Start of DATASET

//! Export pipeline artifacts to CSV/JSON.
//!
//! The exports are meant to be easy to consume in spreadsheets or downstream
//! reporting scripts; every table a collaborator needs is re-derivable from
//! one pipeline run without re-running the statistics.

use std::fs::File;
use std::io::Write;
use std::path::Path;

use crate::domain::{
    BandRule, ContractCountyWeight, ContractYearExposure, DecompositionResult, GeoConcentration,
    ResidualBucket, RunMetadata,
};
use crate::error::AppError;
use crate::model::decompose::OrdinalModelReport;
use crate::model::frame::ModelFrame;
use crate::report::buckets::{BucketSummaryRow, DecileRow};
use crate::threshold::bootstrap::BootstrapOutput;
use crate::threshold::logit::ThresholdLogitReport;

fn create(path: &Path) -> Result<File, AppError> {
    File::create(path)
        .map_err(|e| AppError::input(format!("Failed to create '{}': {e}", path.display())))
}

fn write_line(file: &mut File, path: &Path, line: &str) -> Result<(), AppError> {
    writeln!(file, "{line}")
        .map_err(|e| AppError::input(format!("Failed to write '{}': {e}", path.display())))
}

fn fmt_opt(value: Option<f64>) -> String {
    value.map(|v| format!("{v:.10}")).unwrap_or_default()
}

pub fn write_weights_csv(path: &Path, weights: &[ContractCountyWeight]) -> Result<(), AppError> {
    let mut file = create(path)?;
    write_line(
        &mut file,
        path,
        "contract_id,year,county_fips,enrollment,contract_year_total_enrollment,w_enroll",
    )?;
    for w in weights {
        write_line(
            &mut file,
            path,
            &format!(
                "{},{},{},{},{},{:.10}",
                w.contract_id,
                w.year,
                w.county_fips,
                w.enrollment,
                w.contract_year_total_enrollment,
                w.w_enroll
            ),
        )?;
    }
    Ok(())
}

pub fn write_exposure_csv(
    path: &Path,
    exposures: &[ContractYearExposure],
) -> Result<(), AppError> {
    let mut file = create(path)?;
    write_line(
        &mut file,
        path,
        "contract_id,contract_year,total_enrollment,exposure,coverage_weight_share,\
         out_of_scope,counties_total,counties_matched",
    )?;
    for e in exposures {
        write_line(
            &mut file,
            path,
            &format!(
                "{},{},{},{},{:.10},{},{},{}",
                e.contract_id,
                e.contract_year,
                e.total_enrollment,
                fmt_opt(e.exposure),
                e.coverage_weight_share,
                e.out_of_scope,
                e.counties_total,
                e.counties_matched
            ),
        )?;
    }
    Ok(())
}

pub fn write_concentration_csv(
    path: &Path,
    metrics: &[GeoConcentration],
) -> Result<(), AppError> {
    let mut file = create(path)?;
    write_line(
        &mut file,
        path,
        "contract_id,contract_year,hhi,entropy,top1_share,top5_share,n_counties",
    )?;
    for g in metrics {
        write_line(
            &mut file,
            path,
            &format!(
                "{},{},{:.10},{:.10},{:.10},{:.10},{}",
                g.contract_id, g.contract_year, g.hhi, g.entropy, g.top1_share, g.top5_share,
                g.n_counties
            ),
        )?;
    }
    Ok(())
}

pub fn write_frame_csv(path: &Path, frame: &ModelFrame) -> Result<(), AppError> {
    let mut file = create(path)?;
    write_line(
        &mut file,
        path,
        "contract_id,contract_year,rating,poverty_exposure,rural_exposure,shortage_exposure,\
         hhi,entropy,top1_share,top5_share,n_counties,total_enrollment",
    )?;
    for r in &frame.rows {
        write_line(
            &mut file,
            path,
            &format!(
                "{},{},{},{},{},{},{},{},{},{},{},{}",
                r.contract_id,
                r.contract_year,
                r.rating,
                fmt_opt(r.poverty_exposure),
                fmt_opt(r.rural_exposure),
                fmt_opt(r.shortage_exposure),
                fmt_opt(r.hhi),
                fmt_opt(r.entropy),
                fmt_opt(r.top1_share),
                fmt_opt(r.top5_share),
                r.n_counties.map(|n| n.to_string()).unwrap_or_default(),
                fmt_opt(r.total_enrollment)
            ),
        )?;
    }
    Ok(())
}

pub fn write_decomposition_csv(
    path: &Path,
    results: &[DecompositionResult],
    residual_tolerance: f64,
) -> Result<(), AppError> {
    let mut file = create(path)?;
    write_line(
        &mut file,
        path,
        "contract_id,contract_year,observed_rating,expected_rating,residual,bucket",
    )?;
    for r in results {
        let bucket = ResidualBucket::classify(r.residual, residual_tolerance);
        write_line(
            &mut file,
            path,
            &format!(
                "{},{},{},{:.10},{:.10},{}",
                r.contract_id,
                r.contract_year,
                r.observed_rating,
                r.expected_rating,
                r.residual,
                bucket.display_name().replace(' ', "_")
            ),
        )?;
    }
    Ok(())
}

pub fn write_bootstrap_csv(
    path: &Path,
    output: &BootstrapOutput,
    rule: &BandRule,
) -> Result<(), AppError> {
    let mut file = create(path)?;
    write_line(
        &mut file,
        path,
        "contract_year,scheme,bands,draws,boot_mean,ci_2p5,ci_50,ci_97p5",
    )?;
    // Band labels contain commas, so the field is quoted.
    let bands = format!(
        "\"{} minus {}\"",
        rule.band_label(crate::domain::ThresholdBand::BelowCut),
        rule.band_label(crate::domain::ThresholdBand::AboveCut)
    );
    for s in &output.summaries {
        write_line(
            &mut file,
            path,
            &format!(
                "{},{},{},{},{:.10},{:.10},{:.10},{:.10}",
                s.contract_year,
                s.scheme.display_name(),
                bands,
                s.draws,
                s.boot_mean,
                s.ci_lower,
                s.ci_median,
                s.ci_upper
            ),
        )?;
    }
    for skip in &output.skipped {
        write_line(
            &mut file,
            path,
            &format!(
                "{},skipped,below={} above={},0,,,,",
                skip.contract_year, skip.below_contracts, skip.above_contracts
            ),
        )?;
    }
    Ok(())
}

pub fn write_logit_csv(path: &Path, reports: &[ThresholdLogitReport]) -> Result<(), AppError> {
    let mut file = create(path)?;
    write_line(
        &mut file,
        path,
        "scheme,term,estimate,std_error,odds_ratio,or_ci_lower,or_ci_upper",
    )?;
    for report in reports {
        for c in &report.coefficients {
            write_line(
                &mut file,
                path,
                &format!(
                    "{},{},{:.10},{:.10},{:.10},{:.10},{:.10}",
                    report.scheme.display_name(),
                    c.name,
                    c.estimate,
                    c.std_error,
                    c.odds_ratio,
                    c.or_ci_lower,
                    c.or_ci_upper
                ),
            )?;
        }
    }
    Ok(())
}

pub fn write_ordinal_csv(path: &Path, report: &OrdinalModelReport) -> Result<(), AppError> {
    let mut file = create(path)?;
    write_line(&mut file, path, "term,estimate,std_error")?;
    for (j, name) in report.feature_names.iter().enumerate() {
        write_line(
            &mut file,
            path,
            &format!("{},{:.10},{:.10}", name, report.coefficients[j], report.std_errors[j]),
        )?;
    }
    for (k, cut) in report.cutpoints.iter().enumerate() {
        write_line(&mut file, path, &format!("cutpoint_{k},{cut:.10},"))?;
    }
    Ok(())
}

pub fn write_bucket_csv(path: &Path, rows: &[BucketSummaryRow]) -> Result<(), AppError> {
    let mut file = create(path)?;
    write_line(
        &mut file,
        path,
        "contract_year,bucket,n,mean_observed,mean_expected,mean_residual,\
         mean_poverty,mean_shortage,mean_log_enroll",
    )?;
    for row in rows {
        write_line(
            &mut file,
            path,
            &format!(
                "{},{},{},{:.10},{:.10},{:.10},{:.10},{:.10},{:.10}",
                row.contract_year,
                row.bucket.display_name().replace(' ', "_"),
                row.n,
                row.mean_observed,
                row.mean_expected,
                row.mean_residual,
                row.mean_poverty,
                row.mean_shortage,
                row.mean_log_enroll
            ),
        )?;
    }
    Ok(())
}

pub fn write_decile_csv(path: &Path, rows: &[DecileRow]) -> Result<(), AppError> {
    let mut file = create(path)?;
    write_line(
        &mut file,
        path,
        "feature,contract_year,decile,n,feature_mean,observed_mean,expected_mean,residual_mean",
    )?;
    for row in rows {
        write_line(
            &mut file,
            path,
            &format!(
                "{},{},{},{},{:.10},{:.10},{:.10},{:.10}",
                row.feature.display_name().replace(' ', "_"),
                row.contract_year,
                row.decile,
                row.n,
                row.feature_mean,
                row.observed_mean,
                row.expected_mean,
                row.residual_mean
            ),
        )?;
    }
    Ok(())
}

pub fn write_opportunity_csv(
    path: &Path,
    results: &[DecompositionResult],
) -> Result<(), AppError> {
    let mut file = create(path)?;
    write_line(
        &mut file,
        path,
        "contract_id,contract_year,observed_rating,expected_rating,residual",
    )?;
    for r in results {
        write_line(
            &mut file,
            path,
            &format!(
                "{},{},{},{:.10},{:.10}",
                r.contract_id, r.contract_year, r.observed_rating, r.expected_rating, r.residual
            ),
        )?;
    }
    Ok(())
}

/// Serialize run metadata as pretty JSON next to the tables.
pub fn write_metadata_json(path: &Path, meta: &RunMetadata) -> Result<(), AppError> {
    let json = serde_json::to_string_pretty(meta)
        .map_err(|e| AppError::input(format!("Failed to serialize run metadata: {e}")))?;
    std::fs::write(path, json)
        .map_err(|e| AppError::input(format!("Failed to write '{}': {e}", path.display())))
}

#[cfg(test)]
mod tests {
    use super::*;

    #[test]
    fn exposure_csv_renders_null_exposure_as_empty_field() {
        let exposures = vec![ContractYearExposure {
            contract_id: "H100".to_string(),
            contract_year: 2024,
            total_enrollment: 100,
            exposure: None,
            coverage_weight_share: 0.0,
            out_of_scope: true,
            counties_total: 2,
            counties_matched: 0,
        }];
        let path = std::env::temp_dir().join("star_decomp_export_exposure.csv");
        write_exposure_csv(&path, &exposures).unwrap();
        let contents = std::fs::read_to_string(&path).unwrap();
        let data_line = contents.lines().nth(1).unwrap();
        // Null exposure must be an empty field, never "0".
        assert!(data_line.contains("H100,2024,100,,"));
        assert!(data_line.contains("true"));
    }

    #[test]
    fn metadata_json_round_trips() {
        let meta = RunMetadata {
            tool: "star-decomp 0.1.0".to_string(),
            generated_at: chrono::NaiveDate::from_ymd_opt(2026, 1, 15).unwrap(),
            seed: 42,
            bootstrap_draws: 2000,
            poverty_lag_years: 1,
            band: BandRule::default(),
            levels: vec![2.0, 2.5, 3.0],
            n_modeled: 500,
            ordinal_fit_weighted: false,
            weighting_note: "ordinal fit unweighted by design".to_string(),
        };
        let path = std::env::temp_dir().join("star_decomp_export_meta.json");
        write_metadata_json(&path, &meta).unwrap();
        let parsed: RunMetadata =
            serde_json::from_str(&std::fs::read_to_string(&path).unwrap()).unwrap();
        assert_eq!(parsed.seed, 42);
        assert!(!parsed.ordinal_fit_weighted);
    }
}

End of DATASET

TASK INSTRUCTIONS:
For each line above that holds the string "metrics", provide a copy of that line.

YOUR SOLUTION:
    metrics: &[GeoConcentration],
    for g in metrics {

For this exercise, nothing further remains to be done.